» Data records:
//! ---
//! scada_section: "01-core-functionality"
//! scada_subsection: "module"
//! scada_type: "source"
//! scada_scope: "code"
//! scada_description: "Shared primitives for the SCADA master and RTU runtimes."
//! scada_version: "v0.1.0"
//! scada_owner: "tbd"
//! ---
#![warn(missing_docs)]
//! Shared configuration, logging bootstrap, error taxonomy, and backoff
//! helpers used by every service in the workspace.

pub mod backoff;
pub mod config;
pub mod error;
pub mod logging;

pub use backoff::Backoff;
pub use config::{MasterConfig, NodeEntry, NodeKindConfig, RtuConfig};
pub use error::{ErrorKind, ServiceError};
pub use logging::init_tracing;
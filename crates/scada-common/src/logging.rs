//! ---
//! scada_section: "01-core-functionality"
//! scada_subsection: "module"
//! scada_type: "source"
//! scada_scope: "code"
//! scada_description: "Shared primitives for the SCADA master and RTU runtimes."
//! scada_version: "v0.1.0"
//! scada_owner: "tbd"
//! ---
use std::path::PathBuf;

use anyhow::Result;
use once_cell::sync::OnceCell;
use serde::{Deserialize, Serialize};
use tracing::info;
use tracing_appender::rolling::daily;
use tracing_subscriber::filter::EnvFilter;
use tracing_subscriber::fmt;
use tracing_subscriber::layer::{Layer, SubscriberExt};
use tracing_subscriber::util::SubscriberInitExt;

const LOG_ENV: &str = "SCADA_LOG";

static FILE_GUARD: OnceCell<tracing_appender::non_blocking::WorkerGuard> = OnceCell::new();
static STDOUT_GUARD: OnceCell<tracing_appender::non_blocking::WorkerGuard> = OnceCell::new();

/// Available log formats for the daemons.
#[derive(Debug, Clone, Copy, Serialize, Deserialize, PartialEq, Eq, Default)]
#[serde(rename_all = "kebab-case")]
pub enum LogFormat {
    /// Machine-readable JSON lines on stdout.
    #[default]
    StructuredJson,
    /// Human-oriented output for interactive sessions.
    Pretty,
}

/// Logging settings shared by master and RTU configuration files.
#[derive(Debug, Clone, Serialize, Deserialize)]
pub struct LoggingConfig {
    /// Directory receiving the rolling daily log file.
    #[serde(default = "default_log_directory")]
    pub directory: PathBuf,
    /// Output format for the stdout layer.
    #[serde(default)]
    pub format: LogFormat,
}

fn default_log_directory() -> PathBuf {
    PathBuf::from("target/logs")
}

impl Default for LoggingConfig {
    fn default() -> Self {
        Self {
            directory: default_log_directory(),
            format: LogFormat::default(),
        }
    }
}

/// Initialize the tracing subscriber based on configuration and environment.
///
/// * `SCADA_LOG` overrides the filter (e.g. `info`, `debug,scada_master=trace`).
///   When unset the standard `RUST_LOG` variable is honoured, finally
///   defaulting to `info`.
/// * Structured JSON goes to stdout so container logs stay machine readable,
///   while a rolling daily file is kept for post-mortem analysis.
pub fn init_tracing(service_name: &str, config: &LoggingConfig) -> Result<()> {
    std::fs::create_dir_all(&config.directory)?;

    let file_appender = daily(&config.directory, format!("{service_name}.log"));
    let (file_writer, file_guard) = tracing_appender::non_blocking(file_appender);
    let (stdout_writer, stdout_guard) = tracing_appender::non_blocking(std::io::stdout());

    let _ = FILE_GUARD.set(file_guard);
    let _ = STDOUT_GUARD.set(stdout_guard);

    let filter = match std::env::var(LOG_ENV) {
        Ok(directive) => EnvFilter::try_new(directive).unwrap_or_else(|err| {
            eprintln!("invalid {LOG_ENV} directive ({err}); defaulting to info logging");
            EnvFilter::new("info")
        }),
        Err(_) => EnvFilter::try_from_default_env().unwrap_or_else(|_| EnvFilter::new("info")),
    };

    let fmt_layer = match config.format {
        LogFormat::StructuredJson => fmt::layer()
            .with_target(false)
            .json()
            .with_writer(stdout_writer)
            .boxed(),
        LogFormat::Pretty => fmt::layer()
            .with_target(true)
            .with_writer(stdout_writer)
            .boxed(),
    };

    let file_layer = fmt::layer()
        .with_target(true)
        .json()
        .with_writer(file_writer)
        .boxed();

    tracing_subscriber::registry()
        .with(filter)
        .with(fmt_layer)
        .with(file_layer)
        .try_init()
        .ok();

    info!(service = %service_name, log_dir = %config.directory.display(), format = ?config.format, "tracing initialised");
    Ok(())
}
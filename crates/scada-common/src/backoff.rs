//! ---
//! scada_section: "01-core-functionality"
//! scada_subsection: "module"
//! scada_type: "source"
//! scada_scope: "code"
//! scada_description: "Shared primitives for the SCADA master and RTU runtimes."
//! scada_version: "v0.1.0"
//! scada_owner: "tbd"
//! ---
use std::time::Duration;

use rand::Rng;

/// Bounded exponential backoff with full jitter.
///
/// Used by the node dialler and the historian writer: the nominal delay
/// doubles per failed attempt up to `cap`, and every pick is drawn uniformly
/// from `[0, nominal]` so a fleet of reconnecting supervisors does not
/// synchronise.
#[derive(Debug, Clone)]
pub struct Backoff {
    initial: Duration,
    cap: Duration,
    attempt: u32,
}

impl Backoff {
    /// Create a backoff starting at `initial` and capped at `cap`.
    pub fn new(initial: Duration, cap: Duration) -> Self {
        Self {
            initial,
            cap,
            attempt: 0,
        }
    }

    /// Number of consecutive failures recorded since the last reset.
    pub fn attempt(&self) -> u32 {
        self.attempt
    }

    /// Record a failure and return the jittered delay to sleep before retrying.
    pub fn next_delay(&mut self) -> Duration {
        let exp = self.attempt.min(16);
        self.attempt = self.attempt.saturating_add(1);
        let nominal = self
            .initial
            .saturating_mul(2u32.saturating_pow(exp))
            .min(self.cap);
        let nominal_ms = nominal.as_millis() as u64;
        if nominal_ms == 0 {
            return Duration::ZERO;
        }
        Duration::from_millis(rand::thread_rng().gen_range(0..=nominal_ms))
    }

    /// Reset after a successful attempt.
    pub fn reset(&mut self) {
        self.attempt = 0;
    }
}
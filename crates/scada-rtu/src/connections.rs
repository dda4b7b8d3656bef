//! ---
//! scada_section: "04-rtu-runtime"
//! scada_subsection: "module"
//! scada_type: "source"
//! scada_scope: "code"
//! scada_description: "Per-node RTU runtime: simulation, protocol listeners, control channel."
//! scada_version: "v0.1.0"
//! scada_owner: "tbd"
//! ---
use std::collections::{HashMap, HashSet};

use chrono::Utc;
use parking_lot::RwLock;
use scada_proto::{ConnectionProtocol, ConnectionRecord, ConnectionStatus};
use tracing::{info, warn};

/// Identifier of one tracked connection.
pub type ConnectionId = u64;

/// Tracks every inbound protocol client on an RTU and classifies it against
/// the allow-list at accept time.
///
/// A connection is `Authorised` iff its `(client_ip, protocol)` pair, or the
/// wildcard `(client_ip, "*")`, is present. Blocked addresses are refused
/// outright before classification.
pub struct ConnectionTracker {
    node_id: String,
    allow: RwLock<HashSet<(String, String)>>,
    blocked: RwLock<HashSet<String>>,
    active: RwLock<HashMap<ConnectionId, ConnectionRecord>>,
    next_id: std::sync::atomic::AtomicU64,
}

impl ConnectionTracker {
    /// Create a tracker seeded with authorised `(ip, protocol)` pairs.
    /// Protocol `"*"` authorises every protocol for the address.
    pub fn new(node_id: impl Into<String>, allow: impl IntoIterator<Item = (String, String)>) -> Self {
        Self {
            node_id: node_id.into(),
            allow: RwLock::new(allow.into_iter().collect()),
            blocked: RwLock::new(HashSet::new()),
            active: RwLock::new(HashMap::new()),
            next_id: std::sync::atomic::AtomicU64::new(1),
        }
    }

    /// Classify an address/protocol pair against the current allow-list.
    pub fn classify(&self, client_ip: &str, protocol: ConnectionProtocol) -> ConnectionStatus {
        let allow = self.allow.read();
        let key = (client_ip.to_string(), protocol.as_str().to_string());
        let wildcard = (client_ip.to_string(), "*".to_string());
        if allow.contains(&key) || allow.contains(&wildcard) {
            ConnectionStatus::Authorised
        } else {
            ConnectionStatus::Unknown
        }
    }

    /// Register an accepted connection. Returns `None` when the address is
    /// blocked, in which case the caller must drop the socket.
    pub fn open(
        &self,
        client_ip: &str,
        client_port: u16,
        protocol: ConnectionProtocol,
    ) -> Option<(ConnectionId, ConnectionRecord)> {
        if self.blocked.read().contains(client_ip) {
            warn!(node = %self.node_id, client_ip, ?protocol, "refused connection from blocked address");
            return None;
        }
        let status = self.classify(client_ip, protocol);
        let record = ConnectionRecord {
            node_id: self.node_id.clone(),
            client_ip: client_ip.to_string(),
            client_port,
            protocol,
            status,
            connected_at: Utc::now(),
            disconnected_at: None,
            requests_count: 0,
            bytes_in: 0,
            bytes_out: 0,
        };
        let id = self
            .next_id
            .fetch_add(1, std::sync::atomic::Ordering::Relaxed);
        self.active.write().insert(id, record.clone());
        info!(node = %self.node_id, client_ip, ?protocol, ?status, "connection accepted");
        Some((id, record))
    }

    /// Account traffic on a live connection.
    pub fn touch(&self, id: ConnectionId, requests: u64, bytes_in: u64, bytes_out: u64) {
        if let Some(record) = self.active.write().get_mut(&id) {
            record.requests_count += requests;
            record.bytes_in += bytes_in;
            record.bytes_out += bytes_out;
        }
    }

    /// Whether a tracked connection is authorised (used to gate writes).
    pub fn is_authorised(&self, id: ConnectionId) -> bool {
        self.active
            .read()
            .get(&id)
            .map(|record| record.status == ConnectionStatus::Authorised)
            .unwrap_or(false)
    }

    /// Close a connection, returning the final record for reporting.
    pub fn close(&self, id: ConnectionId) -> Option<ConnectionRecord> {
        let mut record = self.active.write().remove(&id)?;
        record.disconnected_at = Some(Utc::now());
        Some(record)
    }

    /// Refuse future connections from the address and drop the classification
    /// of live ones. Idempotent; returns false when already blocked.
    pub fn block(&self, client_ip: &str) -> bool {
        let inserted = self.blocked.write().insert(client_ip.to_string());
        if inserted {
            warn!(node = %self.node_id, client_ip, "address blocked");
        }
        inserted
    }

    /// Whether the address is currently blocked.
    pub fn is_blocked(&self, client_ip: &str) -> bool {
        self.blocked.read().contains(client_ip)
    }

    /// Replace the allow-list and re-classify live connections.
    pub fn set_allow_list(&self, entries: impl IntoIterator<Item = (String, String)>) {
        *self.allow.write() = entries.into_iter().collect();
        let mut active = self.active.write();
        let snapshot: Vec<(ConnectionId, String, ConnectionProtocol)> = active
            .iter()
            .map(|(id, record)| (*id, record.client_ip.clone(), record.protocol))
            .collect();
        drop(active);
        for (id, ip, protocol) in snapshot {
            let status = self.classify(&ip, protocol);
            if let Some(record) = self.active.write().get_mut(&id) {
                record.status = status;
            }
        }
    }

    /// Snapshot of live connections.
    pub fn active(&self) -> Vec<ConnectionRecord> {
        self.active.read().values().cloned().collect()
    }
}

#[cfg(test)]
mod tests {
    use super::*;

    fn tracker() -> ConnectionTracker {
        ConnectionTracker::new(
            "GEN-001",
            [("10.0.0.1".to_string(), "*".to_string())],
        )
    }

    #[test]
    fn master_address_is_authorised_for_all_protocols() {
        let tracker = tracker();
        assert_eq!(
            tracker.classify("10.0.0.1", ConnectionProtocol::Modbus),
            ConnectionStatus::Authorised
        );
        assert_eq!(
            tracker.classify("10.0.0.1", ConnectionProtocol::Iec104),
            ConnectionStatus::Authorised
        );
    }

    #[test]
    fn unlisted_address_is_unknown() {
        let tracker = tracker();
        let (id, record) = tracker.open("203.0.113.9", 49712, ConnectionProtocol::Modbus).unwrap();
        assert_eq!(record.status, ConnectionStatus::Unknown);
        assert!(!tracker.is_authorised(id));
    }

    #[test]
    fn blocked_address_is_refused() {
        let tracker = tracker();
        assert!(tracker.block("203.0.113.9"));
        assert!(!tracker.block("203.0.113.9"));
        assert!(tracker
            .open("203.0.113.9", 50000, ConnectionProtocol::Modbus)
            .is_none());
    }

    #[test]
    fn close_stamps_disconnect_time() {
        let tracker = tracker();
        let (id, _) = tracker.open("10.0.0.1", 1234, ConnectionProtocol::Modbus).unwrap();
        tracker.touch(id, 3, 21, 42);
        let record = tracker.close(id).unwrap();
        assert!(record.disconnected_at.is_some());
        assert_eq!(record.requests_count, 3);
        assert!(tracker.close(id).is_none());
    }

    #[test]
    fn allow_list_change_reclassifies_live_connections() {
        let tracker = tracker();
        let (id, record) = tracker.open("198.51.100.7", 4000, ConnectionProtocol::Iec104).unwrap();
        assert_eq!(record.status, ConnectionStatus::Unknown);

        tracker.set_allow_list([
            ("10.0.0.1".to_string(), "*".to_string()),
            ("198.51.100.7".to_string(), "IEC104".to_string()),
        ]);
        assert!(tracker.is_authorised(id));
    }
}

» Required action:
Report each line of the listing above that uses the word "touch".

» Response box:
    pub fn touch(&self, id: ConnectionId, requests: u64, bytes_in: u64, bytes_out: u64) {
        tracker.touch(id, 3, 21, 42);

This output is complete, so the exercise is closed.